◆ **Aim of the task**
Stopping at the line that holds "omitted when empty.", repeat the lines below exactly, starting from the very first and including that final line.

◆ **Source material**

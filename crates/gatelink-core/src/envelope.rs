//! The envelope exchanged between a connector and its remote peer.
//!
//! One envelope is one transport message, encoded as a JSON object:
//!
//! ```text
//! {"event": "RemoteCommand",
//!  "payload": {"__command__": "ping"},
//!  "routing": {"message-routing": [{"dst_peer": "node1", ...}]},
//!  "message_type": "subscribing"}
//! ```
//!
//! `routing` and `message_type` are omitted when empty.

use crate::routing::{Frame, MESSAGE_ROUTING, RoutingStacks};
use serde::{Deserialize, Serialize};
use serde_json::Value;

/// Maximum encoded envelope size: 1MB
pub const MAX_ENVELOPE_SIZE: usize = 1024 * 1024;

/// Payload map carried by an envelope.
pub type Payload = serde_json::Map<String, Value>;

/// Marks an envelope as subscription control rather than an event.
#[derive(Debug, Clone, Copy, PartialEq, Eq, Serialize, Deserialize)]
#[serde(rename_all = "snake_case")]
pub enum MessageType {
    Subscribing,
    Unsubscribing,
}

/// An (event, payload) pair plus its routing metadata.
#[derive(Debug, Clone, PartialEq, Serialize, Deserialize)]
pub struct Envelope {
    pub event: String,
    #[serde(default)]
    pub payload: Payload,
    #[serde(default, skip_serializing_if = "RoutingStacks::is_empty")]
    pub routing: RoutingStacks,
    #[serde(default, skip_serializing_if = "Option::is_none")]
    pub message_type: Option<MessageType>,
}

impl Envelope {
    pub fn new(event: impl Into<String>, payload: Payload) -> Self {
        Self {
            event: event.into(),
            payload,
            routing: RoutingStacks::new(),
            message_type: None,
        }
    }

    pub fn with_message_type(mut self, message_type: MessageType) -> Self {
        self.message_type = Some(message_type);
        self
    }

    /// Push a frame onto the message-routing stack.
    pub fn push_frame(&mut self, frame: Frame) {
        self.routing.push(MESSAGE_ROUTING, frame);
    }

    pub fn peek_frame(&self) -> Option<&Frame> {
        self.routing.peek(MESSAGE_ROUTING)
    }

    pub fn pop_frame(&mut self) -> Option<Frame> {
        self.routing.pop(MESSAGE_ROUTING)
    }

    /// Build the answer to this envelope.
    ///
    /// The answer carries this envelope's routing with the top frame
    /// reversed, and an empty payload: nothing else of the request survives.
    pub fn answer(&self, event: impl Into<String>) -> Envelope {
        Envelope {
            event: event.into(),
            payload: Payload::new(),
            routing: self.routing.reversed_top(MESSAGE_ROUTING),
            message_type: None,
        }
    }

    /// String field of the payload, empty when absent or not a string.
    pub fn str_field(&self, key: &str) -> &str {
        self.payload.get(key).and_then(Value::as_str).unwrap_or("")
    }

    /// Integer field of the payload.
    pub fn int_field(&self, key: &str) -> Option<i64> {
        self.payload.get(key).and_then(Value::as_i64)
    }

    /// Encode to transport bytes.
    ///
    /// # Errors
    ///
    /// Returns `CodecError::EmptyEvent` for an envelope without an event
    /// name, and `CodecError::TooLarge` past [`MAX_ENVELOPE_SIZE`].
    pub fn encode(&self) -> Result<Vec<u8>, CodecError> {
        if self.event.is_empty() {
            return Err(CodecError::EmptyEvent);
        }
        let bytes = serde_json::to_vec(self)?;
        if bytes.len() > MAX_ENVELOPE_SIZE {
            return Err(CodecError::TooLarge {
                size: bytes.len(),
                max: MAX_ENVELOPE_SIZE,
            });
        }
        Ok(bytes)
    }

    /// Decode from transport bytes.
    pub fn decode(data: &[u8]) -> Result<Envelope, CodecError> {
        if data.len() > MAX_ENVELOPE_SIZE {
            return Err(CodecError::TooLarge {
                size: data.len(),
                max: MAX_ENVELOPE_SIZE,
            });
        }
        let envelope: Envelope = serde_json::from_slice(data)?;
        if envelope.event.is_empty() {
            return Err(CodecError::EmptyEvent);
        }
        Ok(envelope)
    }
}

/// Error encoding or decoding an envelope.
#[derive(Debug, thiserror::Error)]
pub enum CodecError {
    #[error("malformed envelope: {0}")]
    Json(#[from] serde_json::Error),
    #[error("envelope has no event name")]
    EmptyEvent,
    #[error("envelope of {size} bytes exceeds the {max} byte limit")]
    TooLarge { size: usize, max: usize },
}
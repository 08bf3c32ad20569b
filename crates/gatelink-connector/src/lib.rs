//! Session connector for gatelink.
//!
//! A [`Connector`] lets local services run commands, collect stats and
//! receive events on one remote peer. It is a plain state machine: the owner
//! feeds it transport and timer [`Input`]s one at a time, lends it a
//! [`Context`] with the process-wide collaborators, and carries out the
//! [`Action`]s it returns.
//!
//! ```ignore
//! let mut connector = Connector::new(ConnectorConfig::new("svc-a", "node1"));
//! for action in connector.handle(&cx, Input::Connected)? {
//!     execute(action);
//! }
//! ```

mod action;
mod bridge;
mod config;
mod connector;
mod error;
mod handshake;
mod host;
mod metrics;
mod resync;
mod router;
mod state;

#[cfg(test)]
mod testkit;

pub use action::{Action, Input, InputKind, Notice, PeerIdentity, Recipient, Request, RpcKind};
pub use bridge::{BAD_REQUEST, SERVICE_NOT_FOUND};
pub use config::{ConnectorConfig, DEFAULT_ACK_TIMEOUT_MS, Delivery, ServicePolicy};
pub use connector::Connector;
pub use error::{ConnectorError, Violation};
pub use host::{Context, Reply, Runtime, ServiceDirectory, ServiceRef, Subscription, SubscriptionRegistry};
pub use metrics::ConnectorMetrics;
pub use state::State;
//! Daemon configuration file.
//!
//! ```toml
//! [node]
//! role = "gate"
//! name = "edge-1"
//!
//! [peer]
//! url = "ws://10.0.0.5:1991"
//!
//! [connector]
//! wanted_peer_role = "controlcenter"
//! wanted_peer_name = "cc-1"
//!
//! [[subscriptions]]
//! event = "Alarm"
//! ```

use anyhow::Context as _;
use gatelink_connector::{ConnectorConfig, Subscription};
use gatelink_core::{NodeIdentity, Payload};
use serde::Deserialize;
use std::path::Path;
use std::time::Duration;

#[derive(Debug, Clone, Default, Deserialize)]
#[serde(default)]
pub struct DaemonConfig {
    pub node: NodeSection,
    pub peer: PeerSection,
    pub connector: ConnectorConfig,
    pub subscriptions: Vec<SubscriptionEntry>,
}

#[derive(Debug, Clone, Deserialize)]
#[serde(default)]
pub struct NodeSection {
    pub role: String,
    pub name: String,
    /// Service answering requests that name none.
    pub service: String,
    pub tag: String,
    pub version: String,
    pub release: String,
    pub required_services: Vec<String>,
}

impl Default for NodeSection {
    fn default() -> Self {
        Self {
            role: "gatelink".into(),
            name: String::new(),
            service: crate::services::CONSOLE.into(),
            tag: String::new(),
            version: env!("CARGO_PKG_VERSION").into(),
            release: String::new(),
            required_services: Vec::new(),
        }
    }
}

#[derive(Debug, Clone, Deserialize)]
#[serde(default)]
pub struct PeerSection {
    pub url: String,
    pub reconnect_delay_ms: u64,
}

impl Default for PeerSection {
    fn default() -> Self {
        Self {
            url: "ws://127.0.0.1:1991".into(),
            reconnect_delay_ms: 2000,
        }
    }
}

impl PeerSection {
    pub fn reconnect_delay(&self) -> Duration {
        Duration::from_millis(self.reconnect_delay_ms)
    }
}

/// A subscription announced to the peer on every session.
#[derive(Debug, Clone, Default, Deserialize)]
#[serde(default)]
pub struct SubscriptionEntry {
    pub event: String,
    pub target_service: String,
    pub subscriber: Option<String>,
    pub config: Payload,
    pub global: Payload,
    pub filter: Payload,
}

impl DaemonConfig {
    pub fn load(path: &Path) -> anyhow::Result<Self> {
        let text = std::fs::read_to_string(path)
            .with_context(|| format!("reading {}", path.display()))?;
        Self::parse(&text).with_context(|| format!("parsing {}", path.display()))
    }

    pub fn parse(text: &str) -> anyhow::Result<Self> {
        Ok(toml::from_str(text)?)
    }

    pub fn node_identity(&self) -> NodeIdentity {
        let name = if self.node.name.is_empty() {
            format!("{}-{}", self.node.role, std::process::id())
        } else {
            self.node.name.clone()
        };
        let mut node = NodeIdentity::from_env(self.node.role.clone(), name);
        node.service = self.node.service.clone();
        node.tag = self.node.tag.clone();
        node.version = self.node.version.clone();
        node.release = self.node.release.clone();
        node.required_services = self.node.required_services.clone();
        node
    }

    pub fn subscriptions(&self) -> Vec<Subscription> {
        self.subscriptions
            .iter()
            .map(|entry| Subscription {
                event: entry.event.clone(),
                config: entry.config.clone(),
                global: entry.global.clone(),
                filter: entry.filter.clone(),
                target_service: entry.target_service.clone(),
                subscriber: entry
                    .subscriber
                    .clone()
                    .unwrap_or_else(|| self.node.service.clone()),
            })
            .collect()
    }
}
//! Core types for gatelink.
//!
//! This crate provides the wire primitives shared by every connector: the
//! envelope and its codec, routing frames, peer addresses and the identity
//! payload exchanged during the handshake. Nothing here performs I/O.

mod address;
mod envelope;
mod identity;
mod routing;

pub use address::{AddressParseError, PeerAddress};
pub use envelope::{CodecError, Envelope, MAX_ENVELOPE_SIZE, MessageType, Payload};
pub use identity::{IdentityCard, NodeIdentity, merge_missing};
pub use routing::{Frame, MESSAGE_ROUTING, RoutingStacks};

/// Event names understood by every connector.
pub mod events {
    /// Handshake offer carrying the local identity payload.
    pub const IDENTITY_OFFER: &str = "IdentityOffer";
    /// Handshake acknowledgement; `result < 0` is a rejection.
    pub const IDENTITY_ACK: &str = "IdentityAck";
    pub const REMOTE_COMMAND: &str = "RemoteCommand";
    pub const REMOTE_COMMAND_ANSWER: &str = "RemoteCommandAnswer";
    pub const REMOTE_STATS: &str = "RemoteStats";
    pub const REMOTE_STATS_ANSWER: &str = "RemoteStatsAnswer";
    pub const PLAY_PEER: &str = "PlayPeer";
    pub const PLAY_PEER_ACK: &str = "PlayPeerAck";
    pub const PAUSE_PEER: &str = "PausePeer";
    pub const PAUSE_PEER_ACK: &str = "PausePeerAck";
}

/// Reserved payload keys.
pub mod keys {
    pub const RESULT: &str = "result";
    pub const COMMENT: &str = "comment";
    pub const DATA: &str = "data";
    pub const COMMAND: &str = "__command__";
    pub const STATS: &str = "__stats__";
    pub const SERVICE: &str = "__service__";
    pub const CONFIG: &str = "__config__";
    pub const GLOBAL: &str = "__global__";
    pub const FILTER: &str = "__filter__";
}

◆ **Result**
filename crates/gatelink-core/src/envelope.rs
//! The envelope exchanged between a connector and its remote peer.
//!
//! One envelope is one transport message, encoded as a JSON object:
//!
//! ```text
//! {"event": "RemoteCommand",
//!  "payload": {"__command__": "ping"},
//!  "routing": {"message-routing": [{"dst_peer": "node1", ...}]},
//!  "message_type": "subscribing"}
//! ```
//!
//! `routing` and `message_type` are omitted when empty.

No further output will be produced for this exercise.